Durante os debates, vêm sendo abordados temas como "Oriente e Ocidente à prova de choque", controle e cultura do indivíduo, o novo espírito do capitalismo, política da arte e a questão Leste-Oeste em uma Europa ampliada. Avignon oferece ainda uma série de leituras cênicas durante o festival, como forma de criar um intercâmbio direto entre artistas e público.

Derrida e Sennett: "convulsões do século"

Filósofo francês Jacques Derrida

Na tentativa de elucidar "as convulsões do século", foram convidados para participar dos debates nomes como o filósofo francês Jacques Derrida (na mesa-redonda sobre a "Velha Europa") e o sociólogo norte-americano Richard Sennett (dentro do ciclo Metamorfoses do Trabalho). Thomas Ostermeier é um dos participantes da discussão sobre "a juventude entre criação, protesto e conformismo".

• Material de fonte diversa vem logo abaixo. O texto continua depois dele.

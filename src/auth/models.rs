use axum::{extract::FromRequestParts, http::header::AUTHORIZATION, http::request::Parts};
use buks_shop::schema::customers;
use chrono::{DateTime, Utc};
use diesel::prelude::*;
use serde::{Deserialize, Serialize};
use uuid::Uuid;
use validator::Validate;

use crate::state::AppState;
use crate::utils::AppError;

pub const ROLE_CUSTOMER: &str = "customer";
pub const ROLE_ADMIN: &str = "admin";

#[derive(Queryable, Selectable, Debug, PartialEq)]
#[diesel(table_name=customers)]
#[diesel(check_for_backend(diesel::pg::Pg))]
pub struct Customer {
    pub id: Uuid,
    pub full_name: String,
    pub email: String,
    pub password_hash: String,
    pub hashed_rt: Option<String>,
    pub role: String,
    pub phone: Option<String>,
    pub profile_url: Option<String>,
    pub created_at: DateTime<Utc>,
}

/// Customer row without credential columns, safe to serialize in responses.
#[derive(Queryable, Selectable, Debug, PartialEq, Serialize)]
#[diesel(table_name=customers)]
#[diesel(check_for_backend(diesel::pg::Pg))]
pub struct SafeCustomer {
    pub id: Uuid,
    pub full_name: String,
    pub email: String,
    pub role: String,
    pub phone: Option<String>,
    pub profile_url: Option<String>,
    pub created_at: DateTime<Utc>,
}

#[derive(Insertable)]
#[diesel(table_name=customers)]
pub struct NewCustomer {
    pub id: Uuid,
    pub full_name: String,
    pub email: String,
    pub password_hash: String,
    pub role: String,
}

#[derive(AsChangeset)]
#[diesel(table_name=customers)]
pub struct CustomerChangeset {
    pub full_name: Option<String>,
    pub email: Option<String>,
    pub phone: Option<String>,
    pub profile_url: Option<String>,
    pub password_hash: Option<String>,
}

#[derive(Deserialize, Validate)]
pub struct SignUpRequest {
    #[validate(length(min = 1, max = 100))]
    pub full_name: String,
    #[validate(email)]
    pub email: String,
    #[validate(length(min = 8, message = "password must be at least 8 characters"))]
    pub password: String,
    pub role: Option<String>,
    pub admin_key: Option<String>,
}

#[derive(Deserialize, Validate)]
pub struct SignInRequest {
    #[validate(email)]
    pub email: String,
    pub password: String,
}

#[derive(Deserialize)]
pub struct RefreshRequest {
    pub refresh_token: String,
}

#[derive(Deserialize, Validate)]
pub struct UpdateCustomerRequest {
    #[validate(length(min = 1, max = 100))]
    pub full_name: Option<String>,
    #[validate(email)]
    pub email: Option<String>,
    pub phone: Option<String>,
    pub profile_url: Option<String>,
    pub current_password: Option<String>,
    #[validate(length(min = 8, message = "password must be at least 8 characters"))]
    pub new_password: Option<String>,
}

#[derive(Serialize)]
pub struct TokenPair {
    pub access_token: String,
    pub refresh_token: String,
    pub token_type: &'static str,
    pub expires_in: i64,
}

#[derive(Debug, Clone, Serialize, Deserialize)]
pub struct AccessTokenClaims {
    pub sub: Uuid,
    pub role: String,
    pub iat: i64,
    pub exp: i64,
}

impl AccessTokenClaims {
    pub fn new(sub: Uuid, role: &str, now: i64, ttl_secs: i64) -> Self {
        Self {
            sub,
            role: role.to_string(),
            iat: now,
            exp: now + ttl_secs,
        }
    }

    pub fn is_admin(&self) -> bool {
        self.role == ROLE_ADMIN
    }
}

pub fn encode_token(claims: &AccessTokenClaims, secret: &str) -> Result<String, AppError> {
    jsonwebtoken::encode(
        &jsonwebtoken::Header::default(),
        claims,
        &jsonwebtoken::EncodingKey::from_secret(secret.as_bytes()),
    )
    .map_err(|e| AppError::Internal(format!("token encoding failed: {e}")))
}

pub fn decode_token(token: &str, secret: &str) -> Result<AccessTokenClaims, AppError> {
    jsonwebtoken::decode::<AccessTokenClaims>(
        token,
        &jsonwebtoken::DecodingKey::from_secret(secret.as_bytes()),
        &jsonwebtoken::Validation::default(),
    )
    .map(|data| data.claims)
    .map_err(|_| AppError::Unauthorized("invalid or expired token".to_string()))
}

/// Pulls claims out of an `Authorization: Bearer` header. Shared by the
/// extractors and the few handlers that branch on authentication.
pub fn claims_from_headers(
    headers: &axum::http::HeaderMap,
    secret: &str,
) -> Result<AccessTokenClaims, AppError> {
    let header = headers
        .get(AUTHORIZATION)
        .and_then(|value| value.to_str().ok())
        .ok_or_else(|| AppError::Unauthorized("missing authorization header".to_string()))?;

    let token = header
        .strip_prefix("Bearer ")
        .ok_or_else(|| AppError::Unauthorized("expected a bearer token".to_string()))?;

    decode_token(token, secret)
}

impl FromRequestParts<AppState> for AccessTokenClaims {
    type Rejection = AppError;

    async fn from_request_parts(
        parts: &mut Parts,
        state: &AppState,
    ) -> Result<Self, Self::Rejection> {
        claims_from_headers(&parts.headers, &state.config.jwt_secret)
    }
}

/// Extractor that additionally requires the admin role.
pub struct AdminClaims(pub AccessTokenClaims);

impl FromRequestParts<AppState> for AdminClaims {
    type Rejection = AppError;

    async fn from_request_parts(
        parts: &mut Parts,
        state: &AppState,
    ) -> Result<Self, Self::Rejection> {
        let claims = AccessTokenClaims::from_request_parts(parts, state).await?;
        if !claims.is_admin() {
            return Err(AppError::Forbidden("admin access required".to_string()));
        }
        Ok(AdminClaims(claims))
    }
}

#[cfg(test)]
mod tests {
    use super::*;

    const SECRET: &str = "test-secret";

    #[test]
    fn token_round_trip_preserves_claims() {
        let sub = Uuid::new_v4();
        let now = Utc::now().timestamp();
        let claims = AccessTokenClaims::new(sub, ROLE_ADMIN, now, 900);

        let token = encode_token(&claims, SECRET).unwrap();
        let decoded = decode_token(&token, SECRET).unwrap();

        assert_eq!(decoded.sub, sub);
        assert_eq!(decoded.role, ROLE_ADMIN);
        assert_eq!(decoded.exp, now + 900);
        assert!(decoded.is_admin());
    }

    #[test]
    fn expired_token_is_rejected() {
        let now = Utc::now().timestamp();
        // default validation applies 60s leeway, so go well past it
        let claims = AccessTokenClaims::new(Uuid::new_v4(), ROLE_CUSTOMER, now - 1000, 100);

        let token = encode_token(&claims, SECRET).unwrap();
        assert!(decode_token(&token, SECRET).is_err());
    }

    #[test]
    fn wrong_secret_is_rejected() {
        let claims =
            AccessTokenClaims::new(Uuid::new_v4(), ROLE_CUSTOMER, Utc::now().timestamp(), 900);
        let token = encode_token(&claims, SECRET).unwrap();
        assert!(decode_token(&token, "other-secret").is_err());
    }
}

A presença do teatro alemão em Avignon demonstra que há sinais de um ressurgimento do intercâmbio cultural teuto-francês. Isso depois do jejum dos últimos anos: Um período em que "a literatura alemã foi pouquíssimo traduzida para o francês e em que o cinema alemão esteve 11 anos ausente do Festival de Cannes. Um tempo em que o Reno parecia fluir gélido e intransponível", como analisa o semanário Die Zeit.